SOURCE RECORDS
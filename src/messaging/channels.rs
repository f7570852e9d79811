// Communication channels lock-free

use crate::audio::click::ClickRequest;
use crate::messaging::command::BeatEvent;
use ringbuf::{HeapRb, traits::Split};

/// Pending beat slot: a new event is dropped while the previous one is unread
pub const BEAT_CHANNEL_CAPACITY: usize = 1;

pub type BeatProducer = ringbuf::HeapProd<BeatEvent>;
pub type BeatConsumer = ringbuf::HeapCons<BeatEvent>;

pub fn create_beat_channel() -> (BeatProducer, BeatConsumer) {
    let rb = HeapRb::<BeatEvent>::new(BEAT_CHANNEL_CAPACITY);
    rb.split()
}

pub type ClickProducer = ringbuf::HeapProd<ClickRequest>;
pub type ClickConsumer = ringbuf::HeapCons<ClickRequest>;

pub fn create_click_channel(capacity: usize) -> (ClickProducer, ClickConsumer) {
    let rb = HeapRb::<ClickRequest>::new(capacity);
    rb.split()
}
// Transport - Practice session state driven by user actions and beats
//
// Every transition is synchronous and never blocks. Changes the metronome
// must hear are returned as `ClockCommand`s for the caller to send.

use crate::config::PracticeConfig;
use crate::lesson::Lesson;
use crate::messaging::command::{BeatEvent, ClockCommand};
use crate::sequencer::display::DisplayMode;
use crate::sequencer::tempo::{MetronomeConfig, TimeSignature};
use crate::sequencer::timeline::{FretboardView, next_beat};
use crate::theory::Tuning;

/// BPM change per increase/decrease
pub const BPM_STEP: i32 = 5;

/// User intents understood by the session
#[derive(Debug, Clone, Copy, PartialEq, Eq)]
pub enum Action {
    ToggleNotes,
    ToggleFingers,
    ToggleShape,
    ToggleUpcoming,
    ToggleFretCount,
    TogglePlay,
    ToggleMetronomePanel,
    IncreaseBpm,
    DecreaseBpm,
    SetTimeSignature(TimeSignature),
    CycleSound,
    SelectLesson(usize),
    Quit,
}

impl Action {
    /// Keyboard binding. Digits, `+`/`-` and `s` act on the metronome only
    /// while its panel is open; `S` always toggles the shape view.
    pub fn from_key(key: &str, metronome_panel: bool) -> Option<Action> {
        let action = match key {
            "q" | "ctrl+c" => Action::Quit,
            "f" => Action::ToggleFretCount,
            "tab" => Action::ToggleNotes,
            "h" | "H" => Action::ToggleFingers,
            "u" | "U" => Action::ToggleUpcoming,
            " " => Action::TogglePlay,
            "m" | "M" => Action::ToggleMetronomePanel,
            "S" => Action::ToggleShape,
            "s" if metronome_panel => Action::CycleSound,
            "s" => Action::ToggleShape,
            "+" | "=" if metronome_panel => Action::IncreaseBpm,
            "-" | "_" if metronome_panel => Action::DecreaseBpm,
            "1" if metronome_panel => Action::SetTimeSignature(TimeSignature::FourFour),
            "2" if metronome_panel => Action::SetTimeSignature(TimeSignature::ThreeFour),
            "3" if metronome_panel => Action::SetTimeSignature(TimeSignature::SixEight),
            "4" if metronome_panel => Action::SetTimeSignature(TimeSignature::TwoFour),
            _ => return None,
        };
        Some(action)
    }
}

/// State of one practice run
#[derive(Debug, Clone)]
pub struct PracticeSession {
    lessons: Vec<Lesson>,
    selected: Option<usize>,
    /// 1-based beat within the selected lesson
    current_beat: u32,
    playing: bool,
    mode: DisplayMode,
    fret_count: u32,
    lookahead: usize,
    tuning: Tuning,
    metronome: MetronomeConfig,
    metronome_panel: bool,
    quit: bool,
}

impl PracticeSession {
    pub fn new(lessons: Vec<Lesson>, config: &PracticeConfig) -> Self {
        Self {
            lessons,
            selected: None,
            current_beat: 1,
            playing: false,
            mode: DisplayMode::default(),
            fret_count: config.fret_count,
            lookahead: config.lookahead,
            tuning: config.load_options().tuning,
            metronome: config.metronome,
            metronome_panel: false,
            quit: false,
        }
    }

    pub fn lessons(&self) -> &[Lesson] {
        &self.lessons
    }

    pub fn current_lesson(&self) -> Option<&Lesson> {
        self.selected.and_then(|index| self.lessons.get(index))
    }

    pub fn current_beat(&self) -> u32 {
        self.current_beat
    }

    pub fn total_beats(&self) -> u32 {
        self.current_lesson().map_or(0, Lesson::total_beats)
    }

    pub fn is_playing(&self) -> bool {
        self.playing
    }

    pub fn should_quit(&self) -> bool {
        self.quit
    }

    pub fn mode(&self) -> DisplayMode {
        self.mode
    }

    pub fn fret_count(&self) -> u32 {
        self.fret_count
    }

    pub fn metronome(&self) -> &MetronomeConfig {
        &self.metronome
    }

    pub fn metronome_panel_open(&self) -> bool {
        self.metronome_panel
    }

    /// Apply a key press; unbound keys do nothing
    pub fn handle_key(&mut self, key: &str) -> Vec<ClockCommand> {
        match Action::from_key(key, self.metronome_panel) {
            Some(action) => self.apply(action),
            None => Vec::new(),
        }
    }

    pub fn apply(&mut self, action: Action) -> Vec<ClockCommand> {
        let mut commands = Vec::new();

        match action {
            Action::ToggleNotes => self.mode.toggle_notes(),
            Action::ToggleFingers => self.mode.toggle_fingers(),
            Action::ToggleShape => self.mode.toggle_shape(),
            Action::ToggleUpcoming => self.mode.toggle_upcoming(),
            Action::ToggleFretCount => {
                self.fret_count = if self.fret_count == 12 { 24 } else { 12 };
            }
            Action::TogglePlay => {
                self.playing = !self.playing;
                commands.push(if self.playing {
                    ClockCommand::Play
                } else {
                    ClockCommand::Pause
                });
            }
            Action::ToggleMetronomePanel => self.metronome_panel = !self.metronome_panel,
            Action::IncreaseBpm | Action::DecreaseBpm => {
                let delta = if action == Action::IncreaseBpm {
                    BPM_STEP
                } else {
                    -BPM_STEP
                };
                self.metronome.tempo = self.metronome.tempo.offset(delta);
                commands.push(ClockCommand::SetBpm(self.metronome.tempo.bpm()));
            }
            Action::SetTimeSignature(time_signature) => {
                self.metronome.time_signature = time_signature;
                commands.push(ClockCommand::SetTimeSignature(time_signature));
            }
            Action::CycleSound => {
                self.metronome.sound_type = self.metronome.sound_type.next();
                commands.push(ClockCommand::SetSoundType(self.metronome.sound_type));
            }
            Action::SelectLesson(index) => commands.extend(self.select_lesson(index)),
            Action::Quit => self.quit = true,
        }

        commands
    }

    /// Select a lesson: restart at beat 1 and take over its tempo.
    /// Playback is not started.
    pub fn select_lesson(&mut self, index: usize) -> Option<ClockCommand> {
        let Some(lesson) = self.lessons.get(index) else {
            log::warn!("No lesson at index {}", index);
            return None;
        };

        log::info!("Selected lesson: {}", lesson);
        let bpm = lesson.bpm;
        self.selected = Some(index);
        self.current_beat = 1;

        if bpm > 0 {
            self.metronome.tempo = bpm.into();
            return Some(ClockCommand::SetBpm(self.metronome.tempo.bpm()));
        }
        None
    }

    /// Advance one beat while playing a non-empty lesson. Returns whether the
    /// beat moved.
    pub fn on_tick(&mut self) -> bool {
        if !self.playing {
            return false;
        }
        let total_beats = self.total_beats();
        if total_beats == 0 {
            return false;
        }
        self.current_beat = next_beat(self.current_beat, total_beats);
        true
    }

    /// Metronome beats drive the lesson the same way as ticks
    pub fn on_metronome_beat(&mut self, _event: BeatEvent) -> bool {
        self.on_tick()
    }

    /// Views for the current frame
    pub fn view(&self) -> FretboardView<'_> {
        FretboardView::build(
            self.current_lesson(),
            self.current_beat,
            self.mode,
            self.tuning,
            self.fret_count,
            self.lookahead,
        )
    }
}

#[cfg(test)]
mod tests {
    use super::*;
    use crate::lesson::{Marker, Step};
    use crate::sequencer::tempo::SoundType;

    fn session() -> PracticeSession {
        let tuning = Tuning::STANDARD;
        let steps = (1..=4)
            .map(|beat| Step::new(beat, vec![Marker::new(0, 4 + beat as i32, 1, &tuning)]))
            .collect();
        let lessons = vec![
            Lesson::new("Four", "scales", "A", 90, steps, &tuning),
            Lesson::new("Empty", "scales", "C", 100, Vec::new(), &tuning),
        ];
        PracticeSession::new(lessons, &PracticeConfig::default())
    }

    #[test]
    fn test_select_lesson_sets_tempo_and_resets_beat() {
        let mut s = session();
        let commands = s.apply(Action::SelectLesson(0));
        assert_eq!(commands.len(), 1);
        assert!(matches!(commands[0], ClockCommand::SetBpm(90)));
        assert_eq!(s.current_beat(), 1);
        assert!(!s.is_playing());
        assert!(s.apply(Action::SelectLesson(7)).is_empty());
        assert_eq!(s.current_lesson().map(|l| l.title.as_str()), Some("Four"));
    }

    #[test]
    fn test_ticks_advance_only_while_playing() {
        let mut s = session();
        s.select_lesson(0);
        assert!(!s.on_tick());
        assert_eq!(s.current_beat(), 1);

        let commands = s.apply(Action::TogglePlay);
        assert!(matches!(commands.as_slice(), [ClockCommand::Play]));
        for _ in 0..3 {
            s.on_tick();
        }
        assert_eq!(s.current_beat(), 4);
        s.on_metronome_beat(BeatEvent {
            position: 0,
            accent: true,
        });
        assert_eq!(s.current_beat(), 1);

        assert!(matches!(s.apply(Action::TogglePlay).as_slice(), [ClockCommand::Pause]));
    }

    #[test]
    fn test_empty_lesson_never_advances() {
        let mut s = session();
        s.select_lesson(1);
        s.apply(Action::TogglePlay);
        assert!(!s.on_tick());
        assert_eq!(s.current_beat(), 1);
        assert!(s.view().active.is_empty());
    }

    #[test]
    fn test_metronome_settings() {
        let mut s = session();
        s.select_lesson(0);
        s.apply(Action::IncreaseBpm);
        assert_eq!(s.metronome().tempo.bpm(), 95);
        for _ in 0..20 {
            s.apply(Action::DecreaseBpm);
        }
        assert_eq!(s.metronome().tempo.bpm(), 40);

        s.apply(Action::CycleSound);
        assert_eq!(s.metronome().sound_type, SoundType::Mechanical);
        s.apply(Action::SetTimeSignature(TimeSignature::SixEight));
        assert_eq!(s.metronome().time_signature, TimeSignature::SixEight);
    }

    #[test]
    fn test_key_bindings_depend_on_panel() {
        let mut s = session();
        s.handle_key("s");
        assert!(s.mode().shows_shape());
        assert!(s.handle_key("+").is_empty());

        s.handle_key("m");
        assert!(s.metronome_panel_open());
        assert!(matches!(
            s.handle_key("s").as_slice(),
            [ClockCommand::SetSoundType(SoundType::Mechanical)]
        ));
        assert!(matches!(
            s.handle_key("2").as_slice(),
            [ClockCommand::SetTimeSignature(TimeSignature::ThreeFour)]
        ));

        // Uppercase S still toggles the shape view
        s.handle_key("S");
        assert!(!s.mode().shows_shape());

        s.handle_key("f");
        assert_eq!(s.fret_count(), 24);
        s.handle_key("f");
        assert_eq!(s.fret_count(), 12);

        s.handle_key("q");
        assert!(s.should_quit());
    }
}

EXERCISE OBJECTIVE
Match on "matches": copy every line in the records that has it.

PROBLEM SOLUTION
        assert!(matches!(commands[0], ClockCommand::SetBpm(90)));
        assert!(matches!(commands.as_slice(), [ClockCommand::Play]));
        assert!(matches!(s.apply(Action::TogglePlay).as_slice(), [ClockCommand::Pause]));
        assert!(matches!(
        assert!(matches!(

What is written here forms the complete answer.